2002-01-09 Entry: "Ten Lords A-Leaping"
I've got two more events of note to cover for the Christmas period, but first I've got to get in a rant about the House Of Lords reform discussions going on over the next couple of days in parliament.
It seems that Government deem hereditary peerage an anachronism and that it should be abolished. So, they've done away with the hereditary system. Now however, they're planning to make it "more democratic" - a phrase that seems to indicate all things positive about our form of government.
So, what do we have now?
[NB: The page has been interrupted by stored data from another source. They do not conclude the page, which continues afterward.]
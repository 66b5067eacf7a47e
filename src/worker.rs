//! Background worker processes.
//!
//! Streaming and long-running commands run as independent OS processes
//! with no shared address space; progress travels exclusively through the
//! catalog. A worker is launched by re-executing this binary with the
//! wrapped command as arguments, detached from the controlling terminal
//! unless an interactive launch was requested.

use std::process::{Command, Stdio};

use chrono::Utc;
use tracing::info;

use crate::catalog::descr::{WorkerDescr, WorkerKind, WorkerState};
use crate::catalog::BackupCatalog;
use crate::error::Result;

/// How a background process is to be spawned.
#[derive(Debug, Clone)]
pub struct JobInfo {
    /// Detach from the terminal and the parent's process group.
    pub detach: bool,
    pub args: Vec<String>,
}

/// Spawn this binary again with the given arguments and return the child
/// pid. Detached jobs get their standard descriptors closed and their own
/// process group; interactive ones keep the terminal.
pub fn launch(job: &JobInfo) -> Result<u32> {
    let exe = std::env::current_exe()?;
    let mut command = Command::new(exe);
    command.args(&job.args);
    if job.detach {
        command
            .stdin(Stdio::null())
            .stdout(Stdio::null())
            .stderr(Stdio::null());
        #[cfg(unix)]
        {
            use std::os::unix::process::CommandExt;
            command.process_group(0);
        }
    }
    let child = command.spawn()?;
    let pid = child.id();
    info!("launched background worker at pid {pid}");
    Ok(pid)
}

/// Record this process in the catalog's worker registry.
pub fn register_self(
    catalog: &BackupCatalog,
    kind: WorkerKind,
    archive_id: i64,
) -> Result<WorkerDescr> {
    let worker = WorkerDescr {
        pid: std::process::id() as i64,
        archive_id,
        kind,
        state: WorkerState::Running,
        started: Some(Utc::now()),
        shm_key: 0,
        shm_id: 0,
    };
    catalog.within_transaction(|catalog| catalog.register_worker(&worker))?;
    Ok(worker)
}

/// Flip this process's registry row to `shutdown`.
pub fn mark_self_shutdown(catalog: &BackupCatalog) -> Result<()> {
    let pid = std::process::id() as i64;
    catalog.within_transaction(|catalog| catalog.update_worker_state(pid, WorkerState::Shutdown))
}

/// Ask a worker process to terminate. Catalog state is updated by the
/// worker itself on its way out; this only delivers the signal.
pub fn signal_shutdown(pid: i64) -> Result<bool> {
    let status = Command::new("kill").arg(pid.to_string()).status()?;
    Ok(status.success())
}

#[cfg(test)]
mod tests {
    use super::*;

    #[test]
    fn worker_registry_round_trip() {
        let dir = tempfile::tempdir().unwrap();
        let mut catalog = BackupCatalog::new(dir.path().join("catalog.db"));
        catalog.open_rw().unwrap();

        let worker = register_self(&catalog, WorkerKind::Streamer, 1).unwrap();
        assert_eq!(worker.pid, std::process::id() as i64);

        let workers = catalog.get_workers().unwrap();
        assert_eq!(workers.len(), 1);
        assert_eq!(workers[0].state, WorkerState::Running);

        mark_self_shutdown(&catalog).unwrap();
        let workers = catalog.get_workers().unwrap();
        assert_eq!(workers[0].state, WorkerState::Shutdown);
    }
}
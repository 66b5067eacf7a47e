//! Runtime variables settable via SET/RESET and inspectable via SHOW.

use std::collections::BTreeMap;
use std::fmt;

use crate::error::{ArchiveError, Entity, Result};

#[derive(Debug, Clone, PartialEq)]
pub enum VarValue {
    Bool(bool),
    Int(i64),
    Str(String),
    /// String restricted to a fixed set of allowed values.
    Enum(String),
}

impl fmt::Display for VarValue {
    fn fmt(&self, f: &mut fmt::Formatter<'_>) -> fmt::Result {
        match self {
            VarValue::Bool(v) => write!(f, "{v}"),
            VarValue::Int(v) => write!(f, "{v}"),
            VarValue::Str(v) | VarValue::Enum(v) => f.write_str(v),
        }
    }
}

#[derive(Debug, Clone)]
struct Variable {
    value: VarValue,
    default: VarValue,
    /// Allowed values for enum variables.
    allowed: Vec<&'static str>,
}

/// The per-process variable environment. Variables are registered with
/// their defaults at startup; SET never creates new ones.
#[derive(Debug, Clone)]
pub struct RuntimeConfig {
    vars: BTreeMap<String, Variable>,
}

impl Default for RuntimeConfig {
    fn default() -> Self {
        let mut config = RuntimeConfig {
            vars: BTreeMap::new(),
        };
        config.register("archive.default_profile", VarValue::Str("default".into()), &[]);
        config.register("basebackup.queue_depth", VarValue::Int(8), &[]);
        config.register("basebackup.block_size", VarValue::Int(4096), &[]);
        config.register("streamer.status_interval", VarValue::Int(10), &[]);
        config.register("logging.verbose", VarValue::Bool(false), &[]);
        config.register(
            "logging.format",
            VarValue::Enum("plain".into()),
            &["plain", "json"],
        );
        config
    }
}

impl RuntimeConfig {
    fn register(&mut self, name: &str, default: VarValue, allowed: &[&'static str]) {
        self.vars.insert(
            name.to_string(),
            Variable {
                value: default.clone(),
                default,
                allowed: allowed.to_vec(),
            },
        );
    }

    pub fn get(&self, name: &str) -> Result<&VarValue> {
        self.vars
            .get(name)
            .map(|v| &v.value)
            .ok_or_else(|| ArchiveError::not_found(Entity::Variable, name))
    }

    pub fn get_int(&self, name: &str) -> Result<i64> {
        match self.get(name)? {
            VarValue::Int(v) => Ok(*v),
            _ => Err(ArchiveError::invalid(name, "not an integer variable")),
        }
    }

    /// Set a variable. The new value must match the registered type; enum
    /// variables additionally check the allowed value list.
    pub fn set(&mut self, name: &str, value: VarValue) -> Result<()> {
        let var = self
            .vars
            .get_mut(name)
            .ok_or_else(|| ArchiveError::not_found(Entity::Variable, name))?;
        match (&var.value, &value) {
            (VarValue::Bool(_), VarValue::Bool(_))
            | (VarValue::Int(_), VarValue::Int(_))
            | (VarValue::Str(_), VarValue::Str(_)) => {}
            (VarValue::Enum(_), VarValue::Str(s)) | (VarValue::Enum(_), VarValue::Enum(s)) => {
                if !var.allowed.iter().any(|a| *a == s.as_str()) {
                    return Err(ArchiveError::invalid(
                        name,
                        format!("\"{s}\" is not one of {:?}", var.allowed),
                    ));
                }
                var.value = VarValue::Enum(s.clone());
                return Ok(());
            }
            _ => {
                return Err(ArchiveError::invalid(
                    name,
                    "value type does not match the variable type",
                ))
            }
        }
        var.value = value;
        Ok(())
    }

    /// Reset a variable to its registered default.
    pub fn reset(&mut self, name: &str) -> Result<()> {
        let var = self
            .vars
            .get_mut(name)
            .ok_or_else(|| ArchiveError::not_found(Entity::Variable, name))?;
        var.value = var.default.clone();
        Ok(())
    }

    pub fn iter(&self) -> impl Iterator<Item = (&str, &VarValue)> {
        self.vars.iter().map(|(k, v)| (k.as_str(), &v.value))
    }
}

#[cfg(test)]
mod tests {
    use super::*;

    #[test]
    fn set_show_reset() {
        let mut config = RuntimeConfig::default();
        assert_eq!(config.get_int("basebackup.queue_depth").unwrap(), 8);

        config
            .set("basebackup.queue_depth", VarValue::Int(32))
            .unwrap();
        assert_eq!(config.get_int("basebackup.queue_depth").unwrap(), 32);

        config.reset("basebackup.queue_depth").unwrap();
        assert_eq!(config.get_int("basebackup.queue_depth").unwrap(), 8);

        assert!(config.set("no.such.variable", VarValue::Int(1)).is_err());
        assert!(config
            .set("basebackup.queue_depth", VarValue::Str("eight".into()))
            .is_err());
    }

    #[test]
    fn enum_variables_check_allowed_values() {
        let mut config = RuntimeConfig::default();
        config
            .set("logging.format", VarValue::Str("json".into()))
            .unwrap();
        assert!(config
            .set("logging.format", VarValue::Str("xml".into()))
            .is_err());
    }
}
mod client;
mod error;

pub use client::{ApiClient, PostFeed, DEFAULT_BASE_URL};
pub use error::{ApiError, ApiResult};
use std::sync::Arc;

use tagview_types::FavoriteRequest;

use crate::error::error_message;
use crate::services::{AuthProvider, ErrorReporter, FavoriteApi, LoginPrompt, SettingsProvider};
use crate::window::{lock, SharedWindow};

/// Notice shown when favoriting without an account
pub const NOT_LOGGED_IN: &str = "Not logged in";

#[derive(Debug, Clone, Copy, PartialEq, Eq)]
pub enum FavoriteOutcome {
    /// The post is no longer in the window
    NotFound,
    /// No credentials; the user was sent to log in
    NotLoggedIn,
    /// The board confirmed the change and the post was updated
    Updated,
    /// The board confirmed the change but the post left the window while the
    /// request was pending, so only detached copies can be updated
    Detached,
    /// The request failed and was reported; the post keeps its old state
    Failed,
}

/// Holds a post's `is_favorite_loading` flag up until dropped.
///
/// Both writes go through the post id, so they land on whatever entry holds
/// that id at the time and are skipped if the post was trimmed away.
/// `set_favorite` reports the latter as [`FavoriteOutcome::Detached`].
struct FavoriteLoadingFlag<'a> {
    window: &'a SharedWindow,
    post_id: i64,
}

impl<'a> FavoriteLoadingFlag<'a> {
    fn raise(window: &'a SharedWindow, post_id: i64) -> Self {
        lock(window).update(post_id, |p| p.meta.is_favorite_loading = true);
        Self { window, post_id }
    }
}

impl Drop for FavoriteLoadingFlag<'_> {
    fn drop(&mut self) {
        lock(self.window).update(self.post_id, |p| p.meta.is_favorite_loading = false);
    }
}

#[derive(Clone)]
pub struct FavoriteToggler {
    window: SharedWindow,
    api: Arc<dyn FavoriteApi>,
    auth: Arc<dyn AuthProvider>,
    settings: Arc<dyn SettingsProvider>,
    reporter: Arc<dyn ErrorReporter>,
    login: Arc<dyn LoginPrompt>,
}

impl FavoriteToggler {
    pub fn new(
        window: SharedWindow,
        api: Arc<dyn FavoriteApi>,
        auth: Arc<dyn AuthProvider>,
        settings: Arc<dyn SettingsProvider>,
        reporter: Arc<dyn ErrorReporter>,
        login: Arc<dyn LoginPrompt>,
    ) -> Self {
        Self {
            window,
            api,
            auth,
            settings,
            reporter,
            login,
        }
    }

    /// Favorite or unfavorite a post in the window.
    ///
    /// `is_favorited` is only written once the board confirms the change.
    pub async fn set_favorite(&self, post_id: i64, favorited: bool) -> FavoriteOutcome {
        if lock(&self.window).find_by_id(post_id).is_none() {
            log::debug!("favorite requested for post {} outside the window", post_id);
            return FavoriteOutcome::NotFound;
        }

        let Some(auth) = self.auth.credentials() else {
            self.login.prompt_login(NOT_LOGGED_IN);
            return FavoriteOutcome::NotLoggedIn;
        };

        let request = FavoriteRequest {
            post_id,
            auth,
            proxy_url: self.settings.proxy_url(),
        };

        let _loading = FavoriteLoadingFlag::raise(&self.window, post_id);
        let result = if favorited {
            self.api.favorite_post(&request).await
        } else {
            self.api.unfavorite_post(&request).await
        };

        match result {
            Ok(()) => {
                log::debug!("post {} favorited={}", post_id, favorited);
                if lock(&self.window).update(post_id, |p| p.is_favorited = favorited) {
                    FavoriteOutcome::Updated
                } else {
                    log::debug!("post {} left the window before its favorite landed", post_id);
                    FavoriteOutcome::Detached
                }
            }
            Err(e) => {
                log::warn!("favorite update for post {} failed: {:#}", post_id, e);
                self.reporter.report(&error_message(&e));
                FavoriteOutcome::Failed
            }
        }
    }
}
A large number of life peers who have been appointed over the years by various political parties; a bunch of lawyers (or Law Lords); some bishops; and probably a partridge in a pear tree.
The decision has been taken to make the Lords partly elected, and the argument seems to be "how many do we elect?" I'm convinced this is the wrong question. Firstly, the electorate are apathetic to elections already - introducing another one definitely isn't going to help the situation. Secondly, any election that does take place will leave a makeup of Lords that exactly reflects the Commons, which makes them fairly pointless. Also, they'll be career politicians concerned with toeing the party line and getting re-elected rather than working in the best interests of the country.
You see, the second house isn't about democracy. It's about scrutiny. It's there to make sure bad laws don't get into power. They have no choice over what laws are proposed, they just get some time to try and modify it and get rid of the rubbish. For this purpose, they should be as far divorced from politics as they can possibly be.
The current proposal, 20 per cent elected, another bunch appointed by the Government, and a third bunch appointed by an independent commission has the worst of all worlds. Twenty per cent will be career politicians and a big chunk will be Government cronies.
Now, the guy who headed the independent report into how it should be reformed wants a large majority to be appointed by an independent commission, so they're free of bias (or at least, their bias is known up front). He also wants the elected portion to be elected for a long time, about 15 years or so, so that there's less pressure on them to tow party lines.
Meanwhile, a number of politicians are trying to push for a much larger elected portion, or even a wholly elected house. Mad, Mad, Mad, Mad, Mad!
Personally, I think the commission guy has got it mostly right, but I'd have the commission appoint all the Lords. Every damned one of them. They'll be an open commission, made up of one member of each party who holds a certain number of seats in the Commons (is 3 seats too few?), plus some sort of judge, and maybe a random member of the monarchy (why not - it'll give them something to do). They take applications from anyone (so any member of the public can apply), and they appoint people for a reasonable term (10 years?), with a rolling turnover (so there's always a reasonable amount of experience in the chamber). But then, what do I know?!